Quand il a été décidé de
construire le mur de séparation autour de Jérusalem,
l’idée était de couper a-Ram de la ville. Le
pire est que le Mur passe en plein milieu de la
rue principale - si bien qu’il ne sépare pas
les Palestiniens des Israéliens, mais surtout
les Palestiniens des Palestiniens.
Pour se faire une idée, c’est
comme si un mur avait été construit au milieu
de Broadway, depuis la 42e rue jusqu’à
Harlem. Ou au milieu des Champs-Elysées, de la
Place de la Concorde à l’Arc de Triomphe. Ou
à Berlin, dans le milieu de Kurfuerstendamm,
depuis l’Eglise du Souvenir jusqu’à
Messegelaende. Les deux parties de la ville et
de ses environs seraient séparées par un mur
haut de 9 mètres.
Alors que le Mur n’en était
encore qu’à l’état de projet, les
habitants ont organisé un certain nombre de
manifestations non violentes.
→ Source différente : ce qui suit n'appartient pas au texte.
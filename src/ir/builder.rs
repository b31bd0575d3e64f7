//! Builder API for appending IR to a function.
//!
//! A builder is positioned at a block, either appending at its end or inserting ahead of
//! its terminator, and stamps every instruction with the current debug location. Names
//! are passed in already disambiguated; an empty name produces an unnamed value.

use super::function::Function;
use super::instruction::{
    BinOp, CastOp, DebugLoc, Destination, FloatPredicate, InstKind, Instruction, IntPredicate,
    Intrinsic,
};
use super::types::Type;
use super::value::{BlockId, InstId, Value};

#[derive(Debug, Clone, Copy, PartialEq, Eq)]
enum InsertPoint {
    End,
    BeforeTerminator,
}

pub struct IrBuilder<'a> {
    func: &'a mut Function,
    block: BlockId,
    point: InsertPoint,
    loc: Option<DebugLoc>,
}

impl<'a> IrBuilder<'a> {
    /// Append to the end of `block`.
    pub fn at_end(func: &'a mut Function, block: BlockId) -> Self {
        Self { func, block, point: InsertPoint::End, loc: None }
    }

    /// Insert ahead of the terminator of `block`.
    pub fn before_terminator(func: &'a mut Function, block: BlockId) -> Self {
        Self { func, block, point: InsertPoint::BeforeTerminator, loc: None }
    }

    pub fn with_loc(mut self, loc: Option<DebugLoc>) -> Self {
        self.loc = loc;
        self
    }

    pub fn block(&self) -> BlockId {
        self.block
    }

    fn insert(&mut self, kind: InstKind, ty: Type, name: &str) -> InstId {
        let mut inst = Instruction::new(kind, ty);
        inst.name = name.to_string();
        inst.loc = self.loc;
        match self.point {
            InsertPoint::End => self.func.append(self.block, inst),
            InsertPoint::BeforeTerminator => self.func.insert_before_terminator(self.block, inst),
        }
    }

    fn value(&mut self, kind: InstKind, ty: Type, name: &str) -> Value {
        Value::Inst(self.insert(kind, ty, name))
    }

    /// Reserve a stack slot of type `allocated`.
    pub fn alloca(&mut self, allocated: Type, name: &str) -> InstId {
        self.insert(InstKind::Alloca { allocated }, Type::Ptr, name)
    }

    pub fn load(&mut self, ty: Type, ptr: Value, volatile: bool, name: &str) -> Value {
        self.value(InstKind::Load { ptr, volatile }, ty, name)
    }

    pub fn store(&mut self, value: Value, ptr: Value, volatile: bool) -> InstId {
        self.insert(InstKind::Store { value, ptr, volatile }, Type::Void, "")
    }

    pub fn binary(&mut self, op: BinOp, lhs: Value, rhs: Value, name: &str) -> Value {
        let ty = self.func.type_of(lhs);
        self.value(InstKind::Binary { op, lhs, rhs }, ty, name)
    }

    pub fn fneg(&mut self, operand: Value, name: &str) -> Value {
        let ty = self.func.type_of(operand);
        self.value(InstKind::FNeg { operand }, ty, name)
    }

    pub fn cast(&mut self, op: CastOp, value: Value, to: Type, name: &str) -> Value {
        self.value(InstKind::Cast { op, value }, to, name)
    }

    pub fn icmp(&mut self, pred: IntPredicate, lhs: Value, rhs: Value, name: &str) -> Value {
        let ty = compare_type(self.func.type_of(lhs));
        self.value(InstKind::ICmp { pred, lhs, rhs }, ty, name)
    }

    pub fn fcmp(&mut self, pred: FloatPredicate, lhs: Value, rhs: Value, name: &str) -> Value {
        let ty = compare_type(self.func.type_of(lhs));
        self.value(InstKind::FCmp { pred, lhs, rhs }, ty, name)
    }

    pub fn select(&mut self, cond: Value, on_true: Value, on_false: Value, name: &str) -> Value {
        let ty = self.func.type_of(on_true);
        self.value(InstKind::Select { cond, on_true, on_false }, ty, name)
    }

    pub fn call(&mut self, intrinsic: Intrinsic, args: Vec<Value>, ty: Type, name: &str) -> Value {
        self.value(InstKind::Call { intrinsic, args }, ty, name)
    }

    pub fn extract_element(&mut self, vector: Value, index: Value, name: &str) -> Value {
        let ty = self.func.type_of(vector).element();
        self.value(InstKind::ExtractElement { vector, index }, ty, name)
    }

    pub fn insert_element(&mut self, vector: Value, element: Value, index: Value, name: &str) -> Value {
        let ty = self.func.type_of(vector);
        self.value(InstKind::InsertElement { vector, element, index }, ty, name)
    }

    pub fn shuffle_vector(&mut self, lhs: Value, rhs: Value, mask: Vec<i32>, name: &str) -> Value {
        let ty = self.func.type_of(lhs).with_lanes(mask.len() as u16);
        self.value(InstKind::ShuffleVector { lhs, rhs, mask }, ty, name)
    }

    pub fn br(&mut self, dest: Destination) -> InstId {
        self.insert(InstKind::Br { dest }, Type::Void, "")
    }

    pub fn cond_br(&mut self, cond: Value, on_true: Destination, on_false: Destination) -> InstId {
        self.insert(InstKind::CondBr { cond, on_true, on_false }, Type::Void, "")
    }

    pub fn ret(&mut self, value: Option<Value>) -> InstId {
        self.insert(InstKind::Ret { value }, Type::Void, "")
    }
}

fn compare_type(operand: Type) -> Type {
    match operand {
        Type::Vector { lanes, .. } => Type::Vector { lanes, elem: super::types::ScalarKind::Int(1) },
        _ => Type::I1,
    }
}

#[cfg(test)]
mod tests {
    use super::*;

    #[test]
    fn test_builder_infers_result_types() {
        let mut func = Function::new("f");
        let block = func.add_block("body");
        let mut b = IrBuilder::at_end(&mut func, block);
        let x = b.binary(BinOp::Add, Value::const_int(Type::I32, 1), Value::const_int(Type::I32, 2), "x");
        let c = b.icmp(IntPredicate::Slt, x, Value::const_int(Type::I32, 0), "c");
        let w = b.cast(CastOp::ZExt, c, Type::I64, "");
        b.ret(None);

        assert_eq!(func.type_of(x), Type::I32);
        assert_eq!(func.type_of(c), Type::I1);
        assert_eq!(func.type_of(w), Type::I64);
        assert_eq!(func.value_name(x), Some("x"));
        assert_eq!(func.value_name(w), None);
        assert!(func.is_terminated(block));
    }
}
Les militants
pacifistes israéliens y ont été invités et y
sont venus. Mais pendant ce temps, le mur
monstrueux est devenu réalité. Il coupe les détenteurs
de cartes d’identité israéliennes de la
ville où se trouvent leurs affaires et leur
lieu de travail. Il coupe les élèves de leurs
écoles, qui ne sont qu’à 100 mètres de
l’autre côté du Mur. Sans parler des étudiants
qui sont séparés de leurs universités ;
les malades séparés de leurs hôpitaux ;
même les morts séparés de leurs cimetières.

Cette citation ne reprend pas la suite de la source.